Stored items
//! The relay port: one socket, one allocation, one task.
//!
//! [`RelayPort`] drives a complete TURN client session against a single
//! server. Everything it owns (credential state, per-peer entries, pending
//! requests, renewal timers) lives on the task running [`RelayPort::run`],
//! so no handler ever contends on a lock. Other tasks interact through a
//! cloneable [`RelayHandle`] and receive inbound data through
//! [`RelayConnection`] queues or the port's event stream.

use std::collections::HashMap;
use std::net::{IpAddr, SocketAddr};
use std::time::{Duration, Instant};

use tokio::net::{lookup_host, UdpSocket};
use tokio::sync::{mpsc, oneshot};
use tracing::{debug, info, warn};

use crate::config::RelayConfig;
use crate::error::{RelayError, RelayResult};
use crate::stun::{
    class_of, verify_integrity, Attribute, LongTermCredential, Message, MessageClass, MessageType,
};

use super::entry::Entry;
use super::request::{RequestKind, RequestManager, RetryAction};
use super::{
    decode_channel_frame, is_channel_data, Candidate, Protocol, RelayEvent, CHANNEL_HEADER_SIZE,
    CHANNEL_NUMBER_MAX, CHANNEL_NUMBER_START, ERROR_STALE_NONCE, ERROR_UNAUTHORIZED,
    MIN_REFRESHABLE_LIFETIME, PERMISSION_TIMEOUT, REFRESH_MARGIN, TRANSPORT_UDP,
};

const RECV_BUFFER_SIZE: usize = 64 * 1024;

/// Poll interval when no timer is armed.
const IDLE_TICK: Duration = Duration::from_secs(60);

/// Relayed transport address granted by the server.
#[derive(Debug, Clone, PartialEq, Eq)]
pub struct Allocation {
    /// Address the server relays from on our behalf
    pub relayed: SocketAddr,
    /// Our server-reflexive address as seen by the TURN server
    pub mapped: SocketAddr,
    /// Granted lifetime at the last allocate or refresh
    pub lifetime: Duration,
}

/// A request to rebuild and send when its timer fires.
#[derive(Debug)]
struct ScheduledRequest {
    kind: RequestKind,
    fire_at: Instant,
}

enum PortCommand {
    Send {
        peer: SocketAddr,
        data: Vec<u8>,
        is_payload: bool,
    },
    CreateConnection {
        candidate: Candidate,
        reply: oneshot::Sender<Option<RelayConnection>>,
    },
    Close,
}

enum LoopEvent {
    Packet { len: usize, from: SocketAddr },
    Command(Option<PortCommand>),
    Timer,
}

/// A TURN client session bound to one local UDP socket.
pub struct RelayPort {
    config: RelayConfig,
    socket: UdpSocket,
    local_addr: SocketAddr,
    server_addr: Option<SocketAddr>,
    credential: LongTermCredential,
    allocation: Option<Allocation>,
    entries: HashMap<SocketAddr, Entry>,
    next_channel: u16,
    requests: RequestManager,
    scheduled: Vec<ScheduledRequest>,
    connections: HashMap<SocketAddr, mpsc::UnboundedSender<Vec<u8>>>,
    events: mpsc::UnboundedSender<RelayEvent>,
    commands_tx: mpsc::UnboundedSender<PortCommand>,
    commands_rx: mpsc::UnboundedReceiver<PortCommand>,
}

...

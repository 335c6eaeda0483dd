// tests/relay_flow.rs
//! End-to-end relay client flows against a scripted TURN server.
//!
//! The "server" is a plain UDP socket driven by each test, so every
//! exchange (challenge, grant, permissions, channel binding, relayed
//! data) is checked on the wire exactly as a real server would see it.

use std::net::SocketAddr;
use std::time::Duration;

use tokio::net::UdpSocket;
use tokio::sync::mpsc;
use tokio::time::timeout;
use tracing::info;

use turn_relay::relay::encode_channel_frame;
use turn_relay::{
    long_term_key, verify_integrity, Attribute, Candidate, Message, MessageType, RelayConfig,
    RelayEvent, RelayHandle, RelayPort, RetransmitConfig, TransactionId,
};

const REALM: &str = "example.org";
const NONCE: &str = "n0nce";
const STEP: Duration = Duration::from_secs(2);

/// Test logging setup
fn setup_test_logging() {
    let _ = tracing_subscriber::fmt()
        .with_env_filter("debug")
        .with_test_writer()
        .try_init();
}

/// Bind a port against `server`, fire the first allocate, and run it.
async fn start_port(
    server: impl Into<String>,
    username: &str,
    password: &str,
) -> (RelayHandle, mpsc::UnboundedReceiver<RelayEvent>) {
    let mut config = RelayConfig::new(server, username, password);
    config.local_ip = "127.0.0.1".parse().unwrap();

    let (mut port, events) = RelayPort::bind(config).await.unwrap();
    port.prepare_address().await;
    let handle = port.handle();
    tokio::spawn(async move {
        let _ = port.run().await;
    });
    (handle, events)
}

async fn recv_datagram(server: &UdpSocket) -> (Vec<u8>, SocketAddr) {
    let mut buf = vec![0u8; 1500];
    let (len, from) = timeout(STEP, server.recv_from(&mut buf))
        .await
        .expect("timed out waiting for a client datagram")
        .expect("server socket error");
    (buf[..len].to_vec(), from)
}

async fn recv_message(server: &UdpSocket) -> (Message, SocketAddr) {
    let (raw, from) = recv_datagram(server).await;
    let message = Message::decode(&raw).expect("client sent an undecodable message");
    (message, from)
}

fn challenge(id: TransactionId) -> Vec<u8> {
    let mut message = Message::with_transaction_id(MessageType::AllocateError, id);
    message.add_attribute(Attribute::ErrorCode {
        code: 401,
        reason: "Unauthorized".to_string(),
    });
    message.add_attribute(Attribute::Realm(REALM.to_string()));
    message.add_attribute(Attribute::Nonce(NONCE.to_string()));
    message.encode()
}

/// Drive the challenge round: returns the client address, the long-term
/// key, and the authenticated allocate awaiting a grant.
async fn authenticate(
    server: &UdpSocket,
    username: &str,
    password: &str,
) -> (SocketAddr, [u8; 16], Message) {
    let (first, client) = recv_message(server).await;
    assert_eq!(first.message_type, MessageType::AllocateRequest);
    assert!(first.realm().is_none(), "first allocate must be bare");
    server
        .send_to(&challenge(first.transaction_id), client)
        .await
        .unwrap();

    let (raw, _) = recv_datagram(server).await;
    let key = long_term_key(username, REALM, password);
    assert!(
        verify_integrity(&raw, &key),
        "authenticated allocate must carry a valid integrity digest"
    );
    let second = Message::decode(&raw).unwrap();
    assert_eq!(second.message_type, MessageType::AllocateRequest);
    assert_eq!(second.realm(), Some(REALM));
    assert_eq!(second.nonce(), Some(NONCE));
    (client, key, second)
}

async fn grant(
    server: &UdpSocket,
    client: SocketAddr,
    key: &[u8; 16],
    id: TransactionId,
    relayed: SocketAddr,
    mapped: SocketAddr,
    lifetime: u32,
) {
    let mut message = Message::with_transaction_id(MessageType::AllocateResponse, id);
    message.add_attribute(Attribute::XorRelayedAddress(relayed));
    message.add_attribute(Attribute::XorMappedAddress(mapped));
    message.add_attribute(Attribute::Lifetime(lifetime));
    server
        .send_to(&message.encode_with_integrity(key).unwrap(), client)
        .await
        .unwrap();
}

---

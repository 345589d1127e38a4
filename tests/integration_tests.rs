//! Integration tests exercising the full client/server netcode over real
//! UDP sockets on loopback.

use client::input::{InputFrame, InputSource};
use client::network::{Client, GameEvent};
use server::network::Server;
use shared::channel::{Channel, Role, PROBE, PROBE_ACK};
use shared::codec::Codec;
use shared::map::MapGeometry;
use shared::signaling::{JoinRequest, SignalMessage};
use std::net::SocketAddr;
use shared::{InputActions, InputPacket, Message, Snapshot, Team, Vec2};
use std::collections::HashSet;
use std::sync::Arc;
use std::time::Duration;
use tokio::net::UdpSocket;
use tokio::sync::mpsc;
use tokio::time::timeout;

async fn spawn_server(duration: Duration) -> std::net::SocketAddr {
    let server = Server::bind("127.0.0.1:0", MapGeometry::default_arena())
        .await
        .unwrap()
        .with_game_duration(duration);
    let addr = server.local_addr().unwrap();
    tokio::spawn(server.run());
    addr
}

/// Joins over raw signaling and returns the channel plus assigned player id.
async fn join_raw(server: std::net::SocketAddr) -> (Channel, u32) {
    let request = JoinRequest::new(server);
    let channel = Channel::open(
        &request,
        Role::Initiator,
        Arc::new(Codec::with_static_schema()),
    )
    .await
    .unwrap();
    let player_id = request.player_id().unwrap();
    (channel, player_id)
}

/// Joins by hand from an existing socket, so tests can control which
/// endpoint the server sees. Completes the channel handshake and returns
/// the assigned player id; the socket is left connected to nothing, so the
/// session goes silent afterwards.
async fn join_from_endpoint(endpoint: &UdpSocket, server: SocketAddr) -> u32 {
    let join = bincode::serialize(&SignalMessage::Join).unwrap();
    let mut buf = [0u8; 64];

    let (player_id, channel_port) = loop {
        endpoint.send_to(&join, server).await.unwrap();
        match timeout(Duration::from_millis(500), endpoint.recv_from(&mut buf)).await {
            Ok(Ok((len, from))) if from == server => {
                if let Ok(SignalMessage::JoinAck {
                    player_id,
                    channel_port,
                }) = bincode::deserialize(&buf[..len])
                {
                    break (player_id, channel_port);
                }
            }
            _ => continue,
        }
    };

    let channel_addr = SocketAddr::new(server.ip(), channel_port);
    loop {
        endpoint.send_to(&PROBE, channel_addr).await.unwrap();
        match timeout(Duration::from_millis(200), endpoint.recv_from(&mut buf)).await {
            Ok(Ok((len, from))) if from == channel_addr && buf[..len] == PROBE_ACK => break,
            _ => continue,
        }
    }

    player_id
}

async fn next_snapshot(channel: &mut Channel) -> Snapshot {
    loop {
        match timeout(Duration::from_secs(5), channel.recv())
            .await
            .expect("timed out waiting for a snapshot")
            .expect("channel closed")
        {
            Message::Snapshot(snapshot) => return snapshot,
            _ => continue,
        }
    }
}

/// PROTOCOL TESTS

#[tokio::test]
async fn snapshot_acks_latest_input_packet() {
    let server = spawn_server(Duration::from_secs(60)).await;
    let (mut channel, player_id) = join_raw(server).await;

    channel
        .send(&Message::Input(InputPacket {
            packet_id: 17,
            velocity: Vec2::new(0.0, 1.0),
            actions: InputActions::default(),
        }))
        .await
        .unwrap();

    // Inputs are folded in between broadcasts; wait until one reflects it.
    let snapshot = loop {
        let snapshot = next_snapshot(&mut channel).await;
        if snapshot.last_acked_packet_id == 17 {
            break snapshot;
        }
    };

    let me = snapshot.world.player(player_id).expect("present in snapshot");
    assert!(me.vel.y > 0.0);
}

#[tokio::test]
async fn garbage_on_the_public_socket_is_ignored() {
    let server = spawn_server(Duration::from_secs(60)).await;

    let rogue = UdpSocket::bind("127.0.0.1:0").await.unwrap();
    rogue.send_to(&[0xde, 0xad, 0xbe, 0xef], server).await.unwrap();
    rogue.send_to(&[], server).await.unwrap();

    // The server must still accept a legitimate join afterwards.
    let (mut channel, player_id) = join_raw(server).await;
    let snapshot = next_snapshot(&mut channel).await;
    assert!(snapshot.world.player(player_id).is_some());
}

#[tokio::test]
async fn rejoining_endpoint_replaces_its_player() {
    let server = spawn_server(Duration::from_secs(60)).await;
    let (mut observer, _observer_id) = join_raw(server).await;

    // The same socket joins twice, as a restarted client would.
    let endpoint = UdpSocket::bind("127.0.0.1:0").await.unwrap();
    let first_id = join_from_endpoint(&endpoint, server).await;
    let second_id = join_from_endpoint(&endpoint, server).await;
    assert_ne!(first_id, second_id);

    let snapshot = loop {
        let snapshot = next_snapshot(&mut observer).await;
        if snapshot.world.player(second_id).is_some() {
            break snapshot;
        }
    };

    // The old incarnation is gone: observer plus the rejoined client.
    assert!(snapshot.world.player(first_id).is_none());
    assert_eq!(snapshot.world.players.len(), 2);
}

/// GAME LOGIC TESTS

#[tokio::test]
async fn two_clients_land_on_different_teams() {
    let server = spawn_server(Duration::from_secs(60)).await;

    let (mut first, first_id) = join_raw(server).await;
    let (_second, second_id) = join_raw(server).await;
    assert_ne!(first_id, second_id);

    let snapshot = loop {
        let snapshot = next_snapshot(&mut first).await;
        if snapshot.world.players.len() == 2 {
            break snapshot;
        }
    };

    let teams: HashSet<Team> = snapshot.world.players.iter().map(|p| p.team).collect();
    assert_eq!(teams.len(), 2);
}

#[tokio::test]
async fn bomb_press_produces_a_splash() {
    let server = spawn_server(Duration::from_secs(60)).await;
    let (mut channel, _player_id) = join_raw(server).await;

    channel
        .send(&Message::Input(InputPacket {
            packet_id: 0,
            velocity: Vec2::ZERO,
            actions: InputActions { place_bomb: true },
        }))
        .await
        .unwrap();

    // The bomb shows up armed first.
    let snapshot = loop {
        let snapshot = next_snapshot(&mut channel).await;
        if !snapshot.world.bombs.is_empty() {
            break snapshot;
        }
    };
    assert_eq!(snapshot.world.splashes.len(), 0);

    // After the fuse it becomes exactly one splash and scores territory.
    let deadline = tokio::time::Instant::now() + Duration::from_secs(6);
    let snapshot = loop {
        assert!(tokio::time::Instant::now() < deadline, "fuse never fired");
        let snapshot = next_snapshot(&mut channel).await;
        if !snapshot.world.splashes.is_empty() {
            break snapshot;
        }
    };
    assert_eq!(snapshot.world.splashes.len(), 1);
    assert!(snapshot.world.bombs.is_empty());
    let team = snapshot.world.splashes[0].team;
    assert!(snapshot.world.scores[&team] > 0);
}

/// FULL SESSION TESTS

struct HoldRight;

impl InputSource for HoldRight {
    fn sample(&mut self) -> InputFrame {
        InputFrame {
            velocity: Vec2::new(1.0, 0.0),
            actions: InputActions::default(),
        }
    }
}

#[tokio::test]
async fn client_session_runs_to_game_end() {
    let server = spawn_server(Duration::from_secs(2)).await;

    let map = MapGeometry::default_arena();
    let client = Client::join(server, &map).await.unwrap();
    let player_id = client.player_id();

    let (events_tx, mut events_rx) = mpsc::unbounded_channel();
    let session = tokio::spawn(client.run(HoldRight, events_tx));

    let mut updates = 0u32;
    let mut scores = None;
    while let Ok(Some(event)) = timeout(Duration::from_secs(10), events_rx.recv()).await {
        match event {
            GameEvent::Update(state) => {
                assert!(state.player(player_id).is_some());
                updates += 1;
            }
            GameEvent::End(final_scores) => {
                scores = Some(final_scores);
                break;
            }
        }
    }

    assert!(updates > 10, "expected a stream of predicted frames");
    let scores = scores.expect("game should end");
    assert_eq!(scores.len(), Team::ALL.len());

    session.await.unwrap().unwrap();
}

_WORK REQUIRED_
Copy every line in the data above that has the string "Candidate" in it.

_ANSWER SECTION_
    decode_channel_frame, is_channel_data, Candidate, Protocol, RelayEvent, CHANNEL_HEADER_SIZE,
        candidate: Candidate,
    long_term_key, verify_integrity, Attribute, Candidate, Message, MessageType, RelayConfig,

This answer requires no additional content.